Attorneys like to use the word “negligence” a lot. It’s a big deal, especially in personal injury law. However many people don’t know what negligence is, what it means, or how to identify it.
Definition of negligence
The dictionary defines it as simply “failure to take proper care in doing something.” However this simplistic definition doesn’t really help us understand negligence as a legal concept. Another way to think about it is this: we all have a responsibility to behave according to certain social standards. For example, we have a standard of driving safely. We all have a responsibility to drive safely, not just for our own sake, but for the sake of others. When people fail to live up to those standards of conduct, we call it negligence. When that behavior causes injury, the person is required by law to compensate the person they injured.
You can see negligence when a driver isn’t safe, when a manufacturer doesn’t test its product for safety, when a doctor fails to examine you but makes a prescription anyway, when a road is left damaged and puts drivers and bicyclists at risk, and so on.

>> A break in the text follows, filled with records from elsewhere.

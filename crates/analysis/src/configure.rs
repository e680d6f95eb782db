//! Analysis property sources and their merge order.

use std::collections::BTreeMap;

use sonde_primitives::{RelPath, ScopeId};

pub type Properties = BTreeMap<String, String>;

/// Deprecated per-file property contributor.
///
/// Only consulted when the pipeline runs with legacy configurators enabled.
pub trait FileConfigurator: Send + Sync {
	fn name(&self) -> &str;

	fn configure(&self, scope: &ScopeId, file: &RelPath) -> Properties;
}

/// Property contributor invoked once per run.
pub trait AnalysisConfigurator: Send + Sync {
	fn name(&self) -> &str;

	fn properties(&self, scope: &ScopeId, files: &[RelPath]) -> Properties;

	/// Called after the run's results have been rendered.
	fn analysis_complete(&self, _scope: &ScopeId, _files: &[RelPath]) {}
}

/// Merges property layers, later layers overriding earlier ones.
///
/// Overrides are logged, never rejected.
pub fn merge_properties<'a>(layers: impl IntoIterator<Item = (&'a str, Properties)>) -> Properties {
	let mut merged = Properties::new();
	let mut origin: BTreeMap<String, &'a str> = BTreeMap::new();
	for (source, layer) in layers {
		for (key, value) in layer {
			if let Some(previous) = merged.get(&key)
				&& *previous != value
			{
				tracing::debug!(
					key = %key,
					previous = %previous,
					value = %value,
					overridden = origin.get(&key).copied().unwrap_or_default(),
					by = source,
					"Analysis property overridden"
				);
			}
			origin.insert(key.clone(), source);
			merged.insert(key, value);
		}
	}
	merged
}
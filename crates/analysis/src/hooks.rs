//! Host UI and telemetry hooks.

use std::time::Duration;

use sonde_primitives::ScopeId;

use crate::result::AnalysisResult;

/// User-facing callbacks for interactive runs.
pub trait HostUi: Send + Sync {
	/// Asked before an interactive run over more files than the configured
	/// threshold. Returning false cancels the run.
	fn confirm_bulk_analysis(&self, _scope: &ScopeId, _file_count: usize) -> bool {
		true
	}

	/// Shown when an interactive run fails.
	fn report_failure(&self, _result: &AnalysisResult) {}
}

/// Host UI that accepts every confirmation and shows nothing.
#[derive(Debug, Default, Clone, Copy)]
pub struct SilentUi;

impl HostUi for SilentUi {}

/// Telemetry callbacks.
pub trait AnalysisListener: Send + Sync {
	fn on_analysis_done(&self, _result: &AnalysisResult) {}

	/// Called per analyzed file with the engine time of its run.
	fn on_file_analyzed(&self, _language: Option<&str>, _elapsed: Duration) {}
}
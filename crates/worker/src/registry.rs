use std::collections::HashMap;
use std::sync::Arc;
use std::time::Instant;

use parking_lot::RwLock;
use tokio_util::sync::CancellationToken;

use crate::TaskClass;

/// Snapshot of one in-flight job.
#[derive(Debug, Clone)]
pub struct JobRecord {
	pub id: u64,
	pub name: String,
	/// Grouping key for bulk operations (the job's configuration scope).
	pub key: String,
	pub class: TaskClass,
	pub started_at: Instant,
	pub cancel: CancellationToken,
}

/// In-memory registry of in-flight jobs.
#[derive(Debug, Default, Clone)]
pub struct JobRegistry {
	inner: Arc<RwLock<HashMap<u64, JobRecord>>>,
}

impl JobRegistry {
	pub fn new() -> Self {
		Self::default()
	}

	/// Upserts one record.
	pub fn upsert(&self, record: JobRecord) {
		self.inner.write().insert(record.id, record);
	}

	/// Removes one record, returning it if it was present.
	pub fn remove(&self, id: u64) -> Option<JobRecord> {
		self.inner.write().remove(&id)
	}

	/// Requests cancellation of every job registered under `key`.
	///
	/// Returns how many jobs were signalled.
	pub fn cancel_key(&self, key: &str) -> usize {
		let guard = self.inner.read();
		let mut count = 0;
		for record in guard.values().filter(|r| r.key == key) {
			record.cancel.cancel();
			count += 1;
		}
		count
	}

	/// Requests cancellation of every registered job.
	pub fn cancel_all(&self) {
		for record in self.inner.read().values() {
			record.cancel.cancel();
		}
	}

	pub fn len(&self) -> usize {
		self.inner.read().len()
	}

	pub fn is_empty(&self) -> bool {
		self.inner.read().is_empty()
	}

	/// Returns snapshots sorted by id.
	pub fn snapshots(&self) -> Vec<JobRecord> {
		let mut records: Vec<_> = self.inner.read().values().cloned().collect();
		records.sort_by_key(|r| r.id);
		records
	}
}
use serde::{Deserialize, Serialize};

/// A region of a source file.
///
/// Lines are 1-based, offsets are 0-based character offsets within their line.
/// The end position is exclusive.
#[derive(Debug, Clone, Copy, PartialEq, Eq, Hash, PartialOrd, Ord, Serialize, Deserialize)]
#[serde(rename_all = "camelCase")]
pub struct TextRange {
	pub start_line: u32,
	pub start_line_offset: u32,
	pub end_line: u32,
	pub end_line_offset: u32,
}

impl TextRange {
	pub const fn new(start_line: u32, start_line_offset: u32, end_line: u32, end_line_offset: u32) -> Self {
		Self {
			start_line,
			start_line_offset,
			end_line,
			end_line_offset,
		}
	}

	/// Creates a range covering a whole line up to `len` characters.
	pub const fn line(line: u32, len: u32) -> Self {
		Self::new(line, 0, line, len)
	}

	/// Returns true when the range spans more than one line.
	pub const fn is_multiline(&self) -> bool {
		self.end_line > self.start_line
	}

	/// Returns the same range moved by `delta` lines, saturating at line 1.
	pub fn shifted(&self, delta: i64) -> Self {
		let shift = |line: u32| (i64::from(line) + delta).clamp(1, i64::from(u32::MAX)) as u32;
		Self {
			start_line: shift(self.start_line),
			end_line: shift(self.end_line),
			..*self
		}
	}
}

/// Absolute distance between two optional start lines.
///
/// Returns `None` when either side has no line (file-level finding).
pub fn line_distance(a: Option<u32>, b: Option<u32>) -> Option<u32> {
	match (a, b) {
		(Some(a), Some(b)) => Some(a.abs_diff(b)),
		_ => None,
	}
}
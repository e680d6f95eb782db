use serde::{Deserialize, Serialize};

/// Severity reported by the analysis engine for a finding.
#[derive(Debug, Clone, Copy, PartialEq, Eq, Hash, PartialOrd, Ord, Serialize, Deserialize)]
#[serde(rename_all = "UPPERCASE")]
pub enum Severity {
	Info,
	Minor,
	Major,
	Critical,
	Blocker,
}

impl Severity {
	pub const fn as_str(self) -> &'static str {
		match self {
			Self::Info => "info",
			Self::Minor => "minor",
			Self::Major => "major",
			Self::Critical => "critical",
			Self::Blocker => "blocker",
		}
	}
}

/// Category of a finding.
#[derive(Debug, Clone, Copy, Default, PartialEq, Eq, Hash, Serialize, Deserialize)]
#[serde(rename_all = "SCREAMING_SNAKE_CASE")]
pub enum IssueType {
	Bug,
	Vulnerability,
	#[default]
	CodeSmell,
	SecurityHotspot,
}
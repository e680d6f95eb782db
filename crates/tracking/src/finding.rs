use serde::{Deserialize, Serialize};
use sonde_primitives::{IssueType, RelPath, Severity, TextRange};

use crate::hash::SourceText;
use crate::trackable::Trackable;

/// One location of a secondary flow.
#[derive(Debug, Clone, PartialEq, Eq, Serialize, Deserialize)]
pub struct FlowLocation {
	/// File of the location when it differs from the finding's file.
	#[serde(default, skip_serializing_if = "Option::is_none")]
	pub file: Option<RelPath>,
	#[serde(default, skip_serializing_if = "Option::is_none")]
	pub range: Option<TextRange>,
	#[serde(default)]
	pub message: String,
}

/// Ordered secondary locations explaining a finding.
#[derive(Debug, Clone, Default, PartialEq, Eq, Serialize, Deserialize)]
pub struct Flow {
	pub locations: Vec<FlowLocation>,
}

#[derive(Debug, Clone, PartialEq, Eq, Serialize, Deserialize)]
#[serde(rename_all = "camelCase")]
pub struct TextEdit {
	pub range: TextRange,
	pub new_text: String,
}

/// Engine-suggested fix for a finding.
#[derive(Debug, Clone, PartialEq, Eq, Serialize, Deserialize)]
pub struct QuickFix {
	pub message: String,
	#[serde(default)]
	pub edits: Vec<TextEdit>,
}

/// A finding produced by a single analysis run.
///
/// Carries no identity. Its hashes are empty until [`Self::locate`] is called
/// with the content the engine analyzed.
#[derive(Debug, Clone, PartialEq, Eq, Serialize, Deserialize)]
#[serde(rename_all = "camelCase")]
pub struct RawFinding {
	pub rule_key: String,
	pub message: String,
	pub severity: Severity,
	#[serde(default, rename = "type")]
	pub issue_type: IssueType,
	#[serde(default, skip_serializing_if = "Option::is_none")]
	pub text_range: Option<TextRange>,
	#[serde(default, skip_serializing_if = "Vec::is_empty")]
	pub flows: Vec<Flow>,
	#[serde(default, skip_serializing_if = "Vec::is_empty")]
	pub quick_fixes: Vec<QuickFix>,
	#[serde(skip)]
	line_hash: Option<String>,
	#[serde(skip)]
	text_range_hash: Option<String>,
}

impl RawFinding {
	pub fn new(rule_key: impl Into<String>, message: impl Into<String>, severity: Severity, text_range: Option<TextRange>) -> Self {
		Self {
			rule_key: rule_key.into(),
			message: message.into(),
			severity,
			issue_type: IssueType::default(),
			text_range,
			flows: Vec::new(),
			quick_fixes: Vec::new(),
			line_hash: None,
			text_range_hash: None,
		}
	}

	pub fn with_type(mut self, issue_type: IssueType) -> Self {
		self.issue_type = issue_type;
		self
	}

	pub fn with_flows(mut self, flows: Vec<Flow>) -> Self {
		self.flows = flows;
		self
	}

	pub fn with_quick_fixes(mut self, quick_fixes: Vec<QuickFix>) -> Self {
		self.quick_fixes = quick_fixes;
		self
	}

	/// Computes the line and range hashes against the analyzed content.
	///
	/// Ranges that fall outside the content leave the matching hash empty.
	pub fn locate(&mut self, source: &SourceText) {
		match self.text_range {
			Some(range) => {
				self.line_hash = source.line_hash(range.start_line);
				self.text_range_hash = source.range_hash(&range);
			}
			None => {
				self.line_hash = None;
				self.text_range_hash = None;
			}
		}
	}

	/// Builder form of [`Self::locate`].
	pub fn located(mut self, source: &SourceText) -> Self {
		self.locate(source);
		self
	}

	pub(crate) fn hashes(&self) -> (Option<String>, Option<String>) {
		(self.line_hash.clone(), self.text_range_hash.clone())
	}
}

impl Trackable for RawFinding {
	fn rule_key(&self) -> &str {
		&self.rule_key
	}

	fn message(&self) -> &str {
		&self.message
	}

	fn text_range(&self) -> Option<&TextRange> {
		self.text_range.as_ref()
	}

	fn line_hash(&self) -> Option<&str> {
		self.line_hash.as_deref()
	}

	fn text_range_hash(&self) -> Option<&str> {
		self.text_range_hash.as_deref()
	}
}
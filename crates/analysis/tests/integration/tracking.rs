use std::time::Duration;

use pretty_assertions::assert_eq;
use sonde_analysis::{AnalysisRequest, RunStatus, Settings, TriggerKind};
use sonde_markers::AnnotationKind;
use sonde_primitives::Rope;

use crate::common::{SCOPE, ScriptedEngine, SinkEvent, Workspace, key, orchestrator, wait_until};

#[tokio::test]
async fn inserted_lines_keep_issue_identity() {
	let ws = Workspace::new();
	ws.write(SCOPE, "app.py", "import os\n# FIXME: handle errors\nprint(os.getcwd())\n");
	let engine = ScriptedEngine::new();
	let (orch, sink) = orchestrator(&ws, engine.clone(), Settings::default(), None).await;

	let first = orch.analyze(AnalysisRequest::new(SCOPE, TriggerKind::EditorOpen).file("app.py")).await;
	assert_eq!(first.status, RunStatus::Completed);
	assert_eq!(first.tracking.created, 1);
	let before = orch.tracked_issues(&key("app.py"));
	assert_eq!(before.len(), 1);
	assert_eq!(before[0].text_range.map(|r| r.start_line), Some(2));

	ws.write(SCOPE, "app.py", "import os\nimport sys\n\n# FIXME: handle errors\nprint(os.getcwd())\n");
	let second = orch.analyze(AnalysisRequest::new(SCOPE, TriggerKind::EditorChange).file("app.py")).await;
	assert_eq!(second.status, RunStatus::Completed);
	assert_eq!(second.tracking.created, 0);
	assert_eq!(second.tracking.matched(), 1);

	let after = orch.tracked_issues(&key("app.py"));
	assert_eq!(after.len(), 1);
	assert_eq!(after[0].id(), before[0].id());
	assert_eq!(after[0].created_at(), before[0].created_at());
	assert_eq!(after[0].text_range.map(|r| r.start_line), Some(4));

	let live = sink.live(&key("app.py"));
	assert_eq!(live.len(), 1);
	assert_eq!(live[0].kind, AnnotationKind::OnTheFly);
	assert_eq!(live[0].range.map(|r| r.start_line), Some(4));
	let mutations: Vec<_> = sink.events().into_iter().filter(SinkEvent::is_mutation).collect();
	assert!(matches!(mutations.as_slice(), [SinkEvent::Create { .. }, SinkEvent::Update { .. }]));
}

#[tokio::test]
async fn unchanged_rerun_mutates_nothing() {
	let ws = Workspace::new();
	ws.write(SCOPE, "app.py", "# FIXME one\nx = 1\n# FIXME two\n");
	let engine = ScriptedEngine::new();
	let (orch, sink) = orchestrator(&ws, engine, Settings::default(), None).await;

	orch.analyze(AnalysisRequest::new(SCOPE, TriggerKind::EditorOpen).file("app.py")).await;
	let ids: Vec<_> = orch.tracked_issues(&key("app.py")).iter().map(|i| i.id()).collect();
	let mutations = sink.mutations();

	let rerun = orch.analyze(AnalysisRequest::new(SCOPE, TriggerKind::EditorChange).file("app.py")).await;
	assert_eq!(rerun.render.mutations(), 0);
	assert_eq!(sink.mutations(), mutations);
	let again: Vec<_> = orch.tracked_issues(&key("app.py")).iter().map(|i| i.id()).collect();
	assert_eq!(again, ids);
}

#[tokio::test]
async fn fixed_issue_disappears() {
	let ws = Workspace::new();
	ws.write(SCOPE, "app.py", "# FIXME\n");
	let (orch, sink) = orchestrator(&ws, ScriptedEngine::new(), Settings::default(), None).await;

	orch.analyze(AnalysisRequest::new(SCOPE, TriggerKind::EditorOpen).file("app.py")).await;
	assert_eq!(sink.live(&key("app.py")).len(), 1);

	ws.write(SCOPE, "app.py", "# done\n");
	let result = orch.analyze(AnalysisRequest::new(SCOPE, TriggerKind::EditorChange).file("app.py")).await;
	assert_eq!(result.tracking.dropped, 1);
	assert!(orch.tracked_issues(&key("app.py")).is_empty());
	assert!(sink.live(&key("app.py")).is_empty());
}

#[tokio::test]
async fn open_document_snapshot_wins_over_disk() {
	let ws = Workspace::new();
	ws.write(SCOPE, "app.py", "print('saved')\n");
	let (orch, _sink) = orchestrator(&ws, ScriptedEngine::new(), Settings::default(), None).await;

	let request = AnalysisRequest::new(SCOPE, TriggerKind::EditorChange).document("app.py", Rope::from("x = 1\n# FIXME unsaved\n"));
	let result = orch.analyze(request).await;
	assert_eq!(result.analyzed, vec!["app.py".into()]);
	let issues = orch.tracked_issues(&key("app.py"));
	assert_eq!(issues.len(), 1);
	assert_eq!(issues[0].text_range.map(|r| r.start_line), Some(2));
}

#[tokio::test]
async fn older_run_never_overwrites_newer_commit() {
	let ws = Workspace::new();
	ws.write(SCOPE, "app.py", "# FIXME\n");
	let engine = ScriptedEngine::new();
	let (orch, _sink) = orchestrator(&ws, engine.clone(), Settings::default(), None).await;
	let gate = engine.hold();

	let older = orch.submit(AnalysisRequest::new(SCOPE, TriggerKind::EditorChange).file("app.py")).await;
	assert!(wait_until(Duration::from_secs(2), || engine.in_engine() == 1).await);
	let newer = orch.submit(AnalysisRequest::new(SCOPE, TriggerKind::EditorChange).file("app.py")).await;
	assert!(wait_until(Duration::from_secs(2), || engine.in_engine() == 2).await);
	assert!(older.id() < newer.id());

	gate.notify_last();
	let newer = newer.join().await;
	assert_eq!(newer.analyzed.len(), 1);

	gate.notify_one();
	let older = older.join().await;
	assert_eq!(older.status, RunStatus::Completed);
	assert!(older.analyzed.is_empty());
	assert_eq!(orch.metrics().stale_commits, 1);
	assert_eq!(orch.tracked_issues(&key("app.py")).len(), 1);
}
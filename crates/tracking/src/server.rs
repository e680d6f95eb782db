use chrono::{DateTime, Utc};
use serde::{Deserialize, Serialize};
use sonde_primitives::{IssueType, RelPath, Severity, TextRange};

use crate::finding::Flow;
use crate::trackable::Trackable;

/// A finding record fetched from a remote server.
///
/// Used both for regular issues and for taint vulnerabilities, which only
/// exist server-side.
#[derive(Debug, Clone, PartialEq, Eq, Serialize, Deserialize)]
#[serde(rename_all = "camelCase")]
pub struct ServerFinding {
	pub key: String,
	pub rule_key: String,
	pub message: String,
	pub severity: Severity,
	#[serde(default, rename = "type")]
	pub issue_type: IssueType,
	pub path: RelPath,
	#[serde(default, skip_serializing_if = "Option::is_none")]
	pub text_range: Option<TextRange>,
	#[serde(default, skip_serializing_if = "Option::is_none")]
	pub line_hash: Option<String>,
	#[serde(default, skip_serializing_if = "Option::is_none")]
	pub text_range_hash: Option<String>,
	pub creation_date: DateTime<Utc>,
	#[serde(default)]
	pub resolved: bool,
	#[serde(default, skip_serializing_if = "Vec::is_empty")]
	pub flows: Vec<Flow>,
}

impl Trackable for ServerFinding {
	fn rule_key(&self) -> &str {
		&self.rule_key
	}

	fn message(&self) -> &str {
		&self.message
	}

	fn text_range(&self) -> Option<&TextRange> {
		self.text_range.as_ref()
	}

	fn line_hash(&self) -> Option<&str> {
		self.line_hash.as_deref()
	}

	fn text_range_hash(&self) -> Option<&str> {
		self.text_range_hash.as_deref()
	}

	fn server_issue_key(&self) -> Option<&str> {
		Some(&self.key)
	}
}
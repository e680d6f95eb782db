//! Server records loaded from a JSON snapshot file.

use std::path::Path;

use anyhow::Context;
use async_trait::async_trait;
use serde::Deserialize;
use sonde_analysis::{RemoteBinding, RemoteError, RemoteIssues};
use sonde_primitives::RelPath;
use sonde_tracking::ServerFinding;

/// Remote facade answering from a captured `{"issues": [...], "taint": [...]}` file.
#[derive(Debug, Default, Deserialize)]
#[serde(default)]
pub struct SnapshotRemote {
	issues: Vec<ServerFinding>,
	taint: Vec<ServerFinding>,
}

impl SnapshotRemote {
	pub fn load(path: &Path) -> anyhow::Result<Self> {
		let text = std::fs::read_to_string(path).with_context(|| format!("reading server snapshot {}", path.display()))?;
		let snapshot: Self = serde_json::from_str(&text).with_context(|| format!("parsing server snapshot {}", path.display()))?;
		tracing::debug!(issues = snapshot.issues.len(), taint = snapshot.taint.len(), "Server snapshot loaded");
		Ok(snapshot)
	}

	fn select(records: &[ServerFinding], path: &RelPath, include_resolved: bool) -> Vec<ServerFinding> {
		records
			.iter()
			.filter(|record| &record.path == path && (include_resolved || !record.resolved))
			.cloned()
			.collect()
	}
}

#[async_trait]
impl RemoteIssues for SnapshotRemote {
	async fn fetch_issues(
		&self,
		_binding: &RemoteBinding,
		_branch: &str,
		path: &RelPath,
		include_resolved: bool,
	) -> Result<Vec<ServerFinding>, RemoteError> {
		Ok(Self::select(&self.issues, path, include_resolved))
	}

	async fn fetch_taint(
		&self,
		_binding: &RemoteBinding,
		_branch: &str,
		path: &RelPath,
		include_resolved: bool,
	) -> Result<Vec<ServerFinding>, RemoteError> {
		Ok(Self::select(&self.taint, path, include_resolved))
	}
}
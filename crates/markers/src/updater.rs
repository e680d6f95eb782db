//! Diffing of tracked issues against rendered annotations.

use std::sync::Arc;

use parking_lot::Mutex;
use rustc_hash::FxHashMap;
use sonde_primitives::{FileKey, ScopeId};
use sonde_tracking::{IssueId, TrackedIssue};

use crate::annotation::{Annotation, AnnotationKind, ChildAnnotation, children};
use crate::filter::MarkerFilter;
use crate::sink::{MarkerId, RenderSink};

/// One annotation currently shown by the sink.
#[derive(Debug, Clone, PartialEq, Eq)]
pub struct RenderedAnnotation {
	pub marker: MarkerId,
	pub annotation: Annotation,
	pub children: Vec<ChildAnnotation>,
}

/// Sink calls issued by one render pass.
#[derive(Debug, Clone, Copy, Default, PartialEq, Eq)]
pub struct RenderStats {
	pub created: usize,
	pub updated: usize,
	pub deleted: usize,
	pub unchanged: usize,
}

impl RenderStats {
	pub const fn mutations(&self) -> usize {
		self.created + self.updated + self.deleted
	}

	fn add(&mut self, other: Self) {
		self.created += other.created;
		self.updated += other.updated;
		self.deleted += other.deleted;
		self.unchanged += other.unchanged;
	}
}

type Layer = FxHashMap<IssueId, RenderedAnnotation>;

/// Owns the rendered annotation set and keeps the sink in sync with it.
///
/// Tracked issues are only read. Each layer (file and [`AnnotationKind`]) is
/// diffed independently, so clearing report annotations never touches
/// on-the-fly ones.
pub struct MarkerUpdater {
	sink: Arc<dyn RenderSink>,
	layers: Mutex<FxHashMap<(FileKey, AnnotationKind), Layer>>,
}

impl MarkerUpdater {
	pub fn new(sink: Arc<dyn RenderSink>) -> Self {
		Self {
			sink,
			layers: Mutex::new(FxHashMap::default()),
		}
	}

	/// Brings one layer of `file` in line with `issues`.
	///
	/// Creates annotations for new admitted issues, updates those whose
	/// projection changed and deletes the rest. Children are resent in full
	/// with every create or update.
	pub fn render(&self, file: &FileKey, kind: AnnotationKind, issues: &[TrackedIssue], filter: &MarkerFilter) -> RenderStats {
		let mut layers = self.layers.lock();
		let mut previous = layers.remove(&(file.clone(), kind)).unwrap_or_default();
		let mut next = Layer::default();
		let mut stats = RenderStats::default();

		for issue in issues.iter().filter(|issue| filter.admits(issue)) {
			let annotation = Annotation::from_issue(issue, kind);
			let kids = children(issue);
			let rendered = match previous.remove(&issue.id()) {
				Some(old) if old.annotation == annotation && old.children == kids => {
					stats.unchanged += 1;
					old
				}
				Some(old) => {
					self.sink.update(file, old.marker, &annotation);
					self.sink.set_children(file, old.marker, &kids);
					stats.updated += 1;
					RenderedAnnotation {
						marker: old.marker,
						annotation,
						children: kids,
					}
				}
				None => {
					let marker = self.sink.create(file, &annotation);
					if !kids.is_empty() {
						self.sink.set_children(file, marker, &kids);
					}
					stats.created += 1;
					RenderedAnnotation {
						marker,
						annotation,
						children: kids,
					}
				}
			};
			next.insert(issue.id(), rendered);
		}

		for stale in sorted(previous) {
			self.sink.delete(file, stale.marker);
			stats.deleted += 1;
		}

		if !next.is_empty() {
			layers.insert((file.clone(), kind), next);
		}
		drop(layers);

		if stats.mutations() > 0 {
			tracing::trace!(
				file = %file,
				kind = kind.as_str(),
				created = stats.created,
				updated = stats.updated,
				deleted = stats.deleted,
				"markers.render"
			);
		}
		stats
	}

	/// Deletes every annotation of `file` in all layers.
	pub fn clear_file(&self, file: &FileKey) -> RenderStats {
		let mut layers = self.layers.lock();
		let keys: Vec<_> = layers.keys().filter(|(f, _)| f == file).cloned().collect();
		let mut stats = RenderStats::default();
		for key in keys {
			if let Some(layer) = layers.remove(&key) {
				stats.add(self.delete_layer(&key.0, layer));
			}
		}
		stats
	}

	/// Deletes every annotation of one kind across a scope.
	pub fn clear_kind(&self, scope: &ScopeId, kind: AnnotationKind) -> RenderStats {
		self.clear_where(|f, k| &f.scope == scope && k == kind)
	}

	/// Deletes every annotation of a scope.
	pub fn clear_scope(&self, scope: &ScopeId) -> RenderStats {
		self.clear_where(|f, _| &f.scope == scope)
	}

	/// Everything shown for `file`, ordered by layer then location.
	pub fn rendered(&self, file: &FileKey) -> Vec<RenderedAnnotation> {
		let layers = self.layers.lock();
		let mut kinds: Vec<_> = layers.iter().filter(|((f, _), _)| f == file).collect();
		kinds.sort_by_key(|((_, kind), _)| *kind);
		kinds.into_iter().flat_map(|(_, layer)| sorted(layer.clone())).collect()
	}

	/// Marker of `issue` in a layer, if rendered.
	pub fn marker_of(&self, file: &FileKey, kind: AnnotationKind, issue: IssueId) -> Option<MarkerId> {
		self.layers.lock().get(&(file.clone(), kind))?.get(&issue).map(|r| r.marker)
	}

	fn clear_where(&self, pred: impl Fn(&FileKey, AnnotationKind) -> bool) -> RenderStats {
		let mut layers = self.layers.lock();
		let mut keys: Vec<_> = layers.keys().filter(|(f, k)| pred(f, *k)).cloned().collect();
		keys.sort();
		let mut stats = RenderStats::default();
		for key in keys {
			if let Some(layer) = layers.remove(&key) {
				stats.add(self.delete_layer(&key.0, layer));
			}
		}
		stats
	}

	fn delete_layer(&self, file: &FileKey, layer: Layer) -> RenderStats {
		let mut stats = RenderStats::default();
		for rendered in sorted(layer) {
			self.sink.delete(file, rendered.marker);
			stats.deleted += 1;
		}
		stats
	}
}

impl std::fmt::Debug for MarkerUpdater {
	fn fmt(&self, f: &mut std::fmt::Formatter<'_>) -> std::fmt::Result {
		f.debug_struct("MarkerUpdater").field("layers", &self.layers.lock().len()).finish_non_exhaustive()
	}
}

/// Layer contents in location order, for stable sink call sequences.
fn sorted(layer: Layer) -> Vec<RenderedAnnotation> {
	let mut items: Vec<_> = layer.into_values().collect();
	items.sort_by(|a, b| {
		a.annotation
			.range
			.cmp(&b.annotation.range)
			.then_with(|| a.annotation.rule_key.cmp(&b.annotation.rule_key))
			.then_with(|| a.marker.cmp(&b.marker))
	});
	items
}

When it comes to personal injury law, negligence is a “cause of action.” Proving that negligence happened requires several elements.
Elements of negligence
A successful lawsuit will prove negligence by showing the following:
1. A duty of care was owed. This means that the person causing the accident should have been behaving in a way that keeps others safe. A duty of care is a standard of behavior often established by law, for example: the law prohibits drunk driving. We are all responsible to keep that standard.
2. That duty was breached. This means that the person causing the accident didn’t perform up to the standards expected of them. For example, a teenager who texts and drives is breaching his duty of care to all other drivers.
3. The breach in behavior actually caused harm. For example, a doctor may have given bad medical advice, but if no harm was done, even though there was a breach in his duty of care, there is no standing for a lawsuit. For example, perhaps your doctor prescribed a placebo or an ineffective medication rather than fully examine you. This is a breach of trust, certainly, but if you weren’t injured by it there may be no recourse in personal injury law.
4. Proximate cause. This is often grouped with #3 on our list. Basically “proximate cause” means that you have to be able to show that any given injury is due to the misbehavior. For example, after a car accident a doctor can testify that injuries to spine and neck were caused by the car accident. However if you were already experiencing problems with your knees, it may not be possible to prove proximate cause in relation to knee pain. In cases with many factors, such as in medical malpractice, this can be extremely difficult.
5. Damages have to have occurred. In other words, if your injuries weren’t severe enough to warrant medical care, or if you didn’t have any costs associated with another’s breach of duty, you aren’t “damaged” and thus a personal injury lawsuit may not happen.
Other breaches of duty
Sometimes certain people or states require a unique standard in terms of what duty of care is required. For example, your attorney is required to keep all communication confidential. Your financial planner may have a fiduciary duty to give the recommendation that is financially best for you, not for him. Your doctor has a duty to give you the best medical care possible. Some states require you to try and help a person in danger. Whenever somebody fails to meet these special standards the professional may be liable for malpractice or even criminal charges.
Negligence basically means that because somebody didn’t uphold a reasonable standard of behavior somebody else got hurt. When that happens you have legal rights to fair compensation.